Da 30 anni a questa parte si tratta della prima nuova terapia per il linfoma di Hodgkin.  Sviluppato da Takeda e dalla biotech Seattle Genetics, una volta in commercio si chiamerà Adcetris.
L’approvazione di brentuximab vendotin  si basa sui dati di due studi in aperto e a singolo braccio: uno studio pivotal in pazienti con  linfoma di Hodgkin recidivato dopo trapianti autologo  e uno studio in pazienti con  linfoma anaplastico a grandi cellule recidivante. L’end point primario era la risposta complessiva valutata da un comitato indipendente.

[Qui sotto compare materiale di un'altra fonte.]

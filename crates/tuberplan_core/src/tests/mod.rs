//! Integration tests for the tuberplan simulation engine
//!
//! Tests are organized by topic:
//! - `simulation` - Chain construction, harvest/cost/nutrition math, guards
//! - `analysis` - Sensitivity sweeps
//! - `results` - Result structure and accessors
//! - `validation` - Strict boundary validation of parameter sets

mod analysis;
mod results;
mod validation;

use crate::config::ParameterSet;
use crate::model::ParameterId;

/// A parameter set with every numeric input zeroed; degenerate on purpose.
pub(crate) fn zeroed() -> ParameterSet {
    let mut params = ParameterSet::default();
    for id in ParameterId::ALL {
        params.set_value(id, 0.0);
    }
    params
}
//! On-disk scenario formats.
//!
//! Scenarios are named parameter sets kept in one YAML document; the format
//! is meant to be hand-editable, so everything optional defaults cleanly.

use std::collections::HashMap;

use serde::{Deserialize, Serialize};
use tuberplan_core::ParameterSet;

/// Top-level scenario file: every saved scenario plus the active one.
#[derive(Debug, Clone, Serialize, Deserialize, Default)]
pub struct ScenarioFile {
    /// The currently active scenario name
    #[serde(default, skip_serializing_if = "Option::is_none")]
    pub active_scenario: Option<String>,
    pub scenarios: HashMap<String, Scenario>,
}

/// One named parameter set.
#[derive(Debug, Clone, Serialize, Deserialize)]
pub struct Scenario {
    #[serde(default, skip_serializing_if = "Option::is_none")]
    pub description: Option<String>,

    #[serde(default, skip_serializing_if = "Option::is_none")]
    pub saved_at: Option<jiff::Timestamp>,

    pub parameters: ParameterSet,
}

impl Scenario {
    /// Wrap a parameter set, stamped with the current time.
    pub fn new(parameters: ParameterSet, description: Option<String>) -> Self {
        Self {
            description,
            saved_at: Some(jiff::Timestamp::now()),
            parameters,
        }
    }

    /// Load from YAML string
    pub fn from_yaml(yaml: &str) -> Result<Self, serde_saphyr::Error> {
        serde_saphyr::from_str(yaml)
    }

    /// Save to YAML string
    pub fn to_yaml(&self) -> Result<String, serde_saphyr::ser::Error> {
        serde_saphyr::to_string(self)
    }
}

impl ScenarioFile {
    /// Load from YAML string
    pub fn from_yaml(yaml: &str) -> Result<Self, serde_saphyr::Error> {
        serde_saphyr::from_str(yaml)
    }

    /// Save to YAML string
    pub fn to_yaml(&self) -> Result<String, serde_saphyr::ser::Error> {
        serde_saphyr::to_string(self)
    }
}

#[cfg(test)]
mod tests {
    use tuberplan_core::YieldMode;

    use super::*;

    #[test]
    fn test_scenario_round_trip() {
        let scenario = Scenario::new(
            ParameterSet {
                yield_mode: YieldMode::PerPlant,
                initial_slips: 500_000.0,
                tons_per_hectare: 12.5,
                ..ParameterSet::default()
            },
            Some("Wet-season pilot plot".to_string()),
        );

        let yaml = scenario.to_yaml().unwrap();
        let back = Scenario::from_yaml(&yaml).unwrap();

        assert_eq!(back.description.as_deref(), Some("Wet-season pilot plot"));
        assert_eq!(back.parameters.yield_mode, YieldMode::PerPlant);
        assert_eq!(back.parameters.initial_slips, 500_000.0);
        assert_eq!(back.parameters.tons_per_hectare, 12.5);
        assert_eq!(back.parameters, scenario.parameters);
    }

    #[test]
    fn test_scenario_file_with_multiple_scenarios() {
        let mut file = ScenarioFile::default();
        file.scenarios.insert(
            "baseline".to_string(),
            Scenario::new(ParameterSet::default(), None),
        );
        file.scenarios.insert(
            "expanded".to_string(),
            Scenario::new(
                ParameterSet {
                    gen3_area_ha: 150.0,
                    ..ParameterSet::default()
                },
                Some("Doubled Gen-3 allocation".to_string()),
            ),
        );
        file.active_scenario = Some("expanded".to_string());

        let yaml = file.to_yaml().unwrap();
        let back = ScenarioFile::from_yaml(&yaml).unwrap();

        assert_eq!(back.scenarios.len(), 2);
        assert_eq!(back.active_scenario.as_deref(), Some("expanded"));
        assert_eq!(back.scenarios["expanded"].parameters.gen3_area_ha, 150.0);
    }

    #[test]
    fn test_missing_parameters_fill_from_defaults() {
        // Hand-edited files may omit fields; they fall back to the
        // built-in demonstration values.
        let yaml = "parameters:\n  tons_per_hectare: 8.0\n";
        let scenario = Scenario::from_yaml(yaml).unwrap();

        assert_eq!(scenario.parameters.tons_per_hectare, 8.0);
        assert_eq!(
            scenario.parameters.population,
            ParameterSet::default().population
        );
        assert!(scenario.saved_at.is_none());
    }
}
//! Simulation configuration
//!
//! The main configuration type is [`ParameterSet`], which contains every
//! numeric input the engine depends on plus the yield-mode discriminant.
//! A run never mutates its input: the sensitivity analyzer clones the set
//! and scales one value at a time via [`ParameterSet::with_scaled`].
//!
//! # Conceptual Organization
//!
//! **Field facts** (what is planted where):
//! - `initial_slips`, `initial_area_ha`, `gen2_area_ha`, `gen3_area_ha`
//!
//! **Agronomy assumptions** (rates you might compare across scenarios):
//! - survival rates, tubers/cuttings per plant, replant math, yield inputs
//!
//! **Accounting inputs** (per-area-unit costs, conversions, population):
//! - cost table, mass/calorie conversions, calorie and Vitamin A targets

use serde::{Deserialize, Serialize};

use crate::error::ValidationError;
use crate::model::ParameterId;

/// How a node's harvest is computed.
///
/// The same node-construction routine handles both; the mode is a single
/// branch point in the harvest math, not a parallel code path.
#[derive(Debug, Clone, Copy, PartialEq, Eq, Default, Serialize, Deserialize)]
#[serde(rename_all = "snake_case")]
pub enum YieldMode {
    /// Mass from land area and a tons/hectare rate; tuber count derived
    /// backward from mass.
    #[default]
    PerHectare,
    /// Tuber count from established slips and the compounded survival
    /// factor; mass derived from tuber count.
    PerPlant,
}

/// Complete parameter set for one simulation run.
///
/// All numeric inputs are finite `f64`s; strict range checks live in
/// [`ParameterSet::validate`] and are the caller's gate. The engine itself
/// only guards its divisions.
#[derive(Debug, Clone, PartialEq, Serialize, Deserialize)]
#[serde(default)]
pub struct ParameterSet {
    pub yield_mode: YieldMode,

    // Initial conditions
    pub initial_slips: f64,
    pub initial_area_ha: f64,
    pub gen2_area_ha: f64,
    pub gen3_area_ha: f64,

    // Survival/loss rates (each 0..=1)
    pub slip_establishment_rate: f64,
    pub crop_survival_rate: f64,
    pub storage_survival_rate: f64,

    // Biological rates
    pub tubers_per_plant: f64,
    pub vine_cuttings_per_plant: f64,
    pub replant_fraction: f64,
    pub slips_per_tuber: f64,

    // Yield-mode inputs
    pub tons_per_hectare: f64,
    pub harvest_efficiency: f64,

    // Conversions
    pub grams_per_tuber: f64,
    pub grams_per_ton: f64,
    pub calories_per_tuber: f64,
    pub vitamin_a_per_100g: f64,
    pub child_vitamin_a_need: f64,

    // Population/targets
    pub population: f64,
    pub calories_per_person_per_day: f64,

    // Cost inputs, per area unit (acre); `acres_per_hectare` converts
    pub cost_clearing: f64,
    pub cost_forking: f64,
    pub cost_planting: f64,
    pub cost_weeding: f64,
    pub cost_fertilizer_application: f64,
    pub cost_harvesting: f64,
    pub cost_herbicide: f64,
    pub cost_fertilizer: f64,
    pub cost_tools: f64,
    pub cost_other: f64,
    pub cost_transport: f64,
    pub cost_irrigation: f64,
    pub slip_cost: f64,
    pub acres_per_hectare: f64,

    // Time inputs
    pub days_to_harvest: f64,
    pub cycles_per_year: f64,
}

impl Default for ParameterSet {
    /// A realistic orange-fleshed sweet potato demonstration scenario.
    fn default() -> Self {
        Self {
            yield_mode: YieldMode::PerHectare,
            initial_slips: 1_200_000.0,
            initial_area_ha: 34.3,
            gen2_area_ha: 50.0,
            gen3_area_ha: 75.0,
            slip_establishment_rate: 0.85,
            crop_survival_rate: 0.90,
            storage_survival_rate: 0.95,
            tubers_per_plant: 4.0,
            vine_cuttings_per_plant: 3.0,
            replant_fraction: 0.10,
            slips_per_tuber: 4.0,
            tons_per_hectare: 10.0,
            harvest_efficiency: 0.90,
            grams_per_tuber: 200.0,
            grams_per_ton: 1_000_000.0,
            calories_per_tuber: 180.0,
            vitamin_a_per_100g: 709.0,
            child_vitamin_a_need: 400.0,
            population: 5_000.0,
            calories_per_person_per_day: 2_100.0,
            cost_clearing: 120.0,
            cost_forking: 80.0,
            cost_planting: 60.0,
            cost_weeding: 45.0,
            cost_fertilizer_application: 25.0,
            cost_harvesting: 70.0,
            cost_herbicide: 35.0,
            cost_fertilizer: 90.0,
            cost_tools: 20.0,
            cost_other: 15.0,
            cost_transport: 40.0,
            cost_irrigation: 55.0,
            slip_cost: 0.02,
            acres_per_hectare: 2.471,
            days_to_harvest: 120.0,
            cycles_per_year: 2.0,
        }
    }
}

impl ParameterSet {
    /// Read one numeric parameter by id.
    #[must_use]
    pub fn value(&self, id: ParameterId) -> f64 {
        match id {
            ParameterId::InitialSlips => self.initial_slips,
            ParameterId::InitialAreaHa => self.initial_area_ha,
            ParameterId::Gen2AreaHa => self.gen2_area_ha,
            ParameterId::Gen3AreaHa => self.gen3_area_ha,
            ParameterId::SlipEstablishmentRate => self.slip_establishment_rate,
            ParameterId::CropSurvivalRate => self.crop_survival_rate,
            ParameterId::StorageSurvivalRate => self.storage_survival_rate,
            ParameterId::TubersPerPlant => self.tubers_per_plant,
            ParameterId::VineCuttingsPerPlant => self.vine_cuttings_per_plant,
            ParameterId::ReplantFraction => self.replant_fraction,
            ParameterId::SlipsPerTuber => self.slips_per_tuber,
            ParameterId::TonsPerHectare => self.tons_per_hectare,
            ParameterId::HarvestEfficiency => self.harvest_efficiency,
            ParameterId::GramsPerTuber => self.grams_per_tuber,
            ParameterId::GramsPerTon => self.grams_per_ton,
            ParameterId::CaloriesPerTuber => self.calories_per_tuber,
            ParameterId::VitaminAPer100g => self.vitamin_a_per_100g,
            ParameterId::ChildVitaminANeed => self.child_vitamin_a_need,
            ParameterId::Population => self.population,
            ParameterId::CaloriesPerPersonPerDay => self.calories_per_person_per_day,
            ParameterId::CostClearing => self.cost_clearing,
            ParameterId::CostForking => self.cost_forking,
            ParameterId::CostPlanting => self.cost_planting,
            ParameterId::CostWeeding => self.cost_weeding,
            ParameterId::CostFertilizerApplication => self.cost_fertilizer_application,
            ParameterId::CostHarvesting => self.cost_harvesting,
            ParameterId::CostHerbicide => self.cost_herbicide,
            ParameterId::CostFertilizer => self.cost_fertilizer,
            ParameterId::CostTools => self.cost_tools,
            ParameterId::CostOther => self.cost_other,
            ParameterId::CostTransport => self.cost_transport,
            ParameterId::CostIrrigation => self.cost_irrigation,
            ParameterId::SlipCost => self.slip_cost,
            ParameterId::AcresPerHectare => self.acres_per_hectare,
            ParameterId::DaysToHarvest => self.days_to_harvest,
            ParameterId::CyclesPerYear => self.cycles_per_year,
        }
    }

    /// Write one numeric parameter by id. Used by form-style adapters that
    /// populate the set from keyed input, and by the sensitivity analyzer.
    pub fn set_value(&mut self, id: ParameterId, value: f64) {
        let field = match id {
            ParameterId::InitialSlips => &mut self.initial_slips,
            ParameterId::InitialAreaHa => &mut self.initial_area_ha,
            ParameterId::Gen2AreaHa => &mut self.gen2_area_ha,
            ParameterId::Gen3AreaHa => &mut self.gen3_area_ha,
            ParameterId::SlipEstablishmentRate => &mut self.slip_establishment_rate,
            ParameterId::CropSurvivalRate => &mut self.crop_survival_rate,
            ParameterId::StorageSurvivalRate => &mut self.storage_survival_rate,
            ParameterId::TubersPerPlant => &mut self.tubers_per_plant,
            ParameterId::VineCuttingsPerPlant => &mut self.vine_cuttings_per_plant,
            ParameterId::ReplantFraction => &mut self.replant_fraction,
            ParameterId::SlipsPerTuber => &mut self.slips_per_tuber,
            ParameterId::TonsPerHectare => &mut self.tons_per_hectare,
            ParameterId::HarvestEfficiency => &mut self.harvest_efficiency,
            ParameterId::GramsPerTuber => &mut self.grams_per_tuber,
            ParameterId::GramsPerTon => &mut self.grams_per_ton,
            ParameterId::CaloriesPerTuber => &mut self.calories_per_tuber,
            ParameterId::VitaminAPer100g => &mut self.vitamin_a_per_100g,
            ParameterId::ChildVitaminANeed => &mut self.child_vitamin_a_need,
            ParameterId::Population => &mut self.population,
            ParameterId::CaloriesPerPersonPerDay => &mut self.calories_per_person_per_day,
            ParameterId::CostClearing => &mut self.cost_clearing,
            ParameterId::CostForking => &mut self.cost_forking,
            ParameterId::CostPlanting => &mut self.cost_planting,
            ParameterId::CostWeeding => &mut self.cost_weeding,
            ParameterId::CostFertilizerApplication => &mut self.cost_fertilizer_application,
            ParameterId::CostHarvesting => &mut self.cost_harvesting,
            ParameterId::CostHerbicide => &mut self.cost_herbicide,
            ParameterId::CostFertilizer => &mut self.cost_fertilizer,
            ParameterId::CostTools => &mut self.cost_tools,
            ParameterId::CostOther => &mut self.cost_other,
            ParameterId::CostTransport => &mut self.cost_transport,
            ParameterId::CostIrrigation => &mut self.cost_irrigation,
            ParameterId::SlipCost => &mut self.slip_cost,
            ParameterId::AcresPerHectare => &mut self.acres_per_hectare,
            ParameterId::DaysToHarvest => &mut self.days_to_harvest,
            ParameterId::CyclesPerYear => &mut self.cycles_per_year,
        };
        *field = value;
    }

    /// A copy with only `id`'s value multiplied by `factor`.
    #[must_use]
    pub fn with_scaled(&self, id: ParameterId, factor: f64) -> Self {
        let mut scaled = self.clone();
        scaled.set_value(id, self.value(id) * factor);
        scaled
    }

    /// Strict boundary validation: every parameter must be finite, rates
    /// must lie in 0..=1, everything else must be non-negative.
    ///
    /// Collects every violation rather than stopping at the first, so an
    /// adapter can report the whole form at once.
    pub fn validate(&self) -> Result<(), Vec<ValidationError>> {
        let mut errors = Vec::new();

        for id in ParameterId::ALL {
            let value = self.value(id);
            if !value.is_finite() {
                errors.push(ValidationError::NonFinite {
                    parameter: id,
                    value,
                });
                continue;
            }

            let (min, max) = bounds(id);
            if value < min || value > max {
                errors.push(ValidationError::OutOfRange {
                    parameter: id,
                    value,
                    min,
                    max,
                });
            }
        }

        if errors.is_empty() { Ok(()) } else { Err(errors) }
    }
}

/// Accepted range per parameter: rates are fractions, everything else is
/// any non-negative number.
fn bounds(id: ParameterId) -> (f64, f64) {
    match id {
        ParameterId::SlipEstablishmentRate
        | ParameterId::CropSurvivalRate
        | ParameterId::StorageSurvivalRate
        | ParameterId::HarvestEfficiency
        | ParameterId::ReplantFraction => (0.0, 1.0),
        _ => (0.0, f64::INFINITY),
    }
}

Lo studio nel linfoma di Hodgkin ha arruolato 102 pazienti recidivanti dopo trapianto autologo.  Lo studio ha dimostrato come il 73% dei pazienti ha raggiunto l’obiettivo di una risposta obiettiva: il 32% ha evidenziato una risposta completa e il 40% una risposta parziale. La durata media della risposta obiettiva è stata di 6,7 mesi.

Nello studio sul  linfoma anaplastico a grandi cellule  sono stati arruolati 58 pazienti recidivanti. Di essi l’86% ha raggiunto una risposta obiettiva dopo la terapia con brentuximab vendotin : 57% di risposta completa e 29% di risposta parziale. La durata media della risposta obiettiva è stata di 12,6 mesi.

Brentuximab vedotin
Brentuximab vedotin è un nuovo farmaco formato dall'unione di un potente chemioterapico (monomethyl auristatin E o MMAE) coniugato con un anticorpo che ha come bersaglio la proteina di membrana CD30 che appartiene alla famiglia del TNF.

Il chemioterapico MMAE è un agente antimonico molto potente che inibisce la divisione cellulare bloccando la polimerizzazione della tubulina. Il farmaco è anche molto tossico e non può essere somministrato come tale. Con la tecnologia messa a punto da Seattle Genetics il farmaco è stabile nel circolo sanguigno ma viene liberato direttamente all'interno delle cellule che esprimono il CD30, con un effetto di killing molto mirato. Questo approccio serve a minimizzare i potenziali effetti tossici della chemioterapia tradizionale e al contempo permette di colpire in maniera selettiva le cellule tumorali che esprimono CD30, aumentando quindi potenzialmente l'attività antitumorale.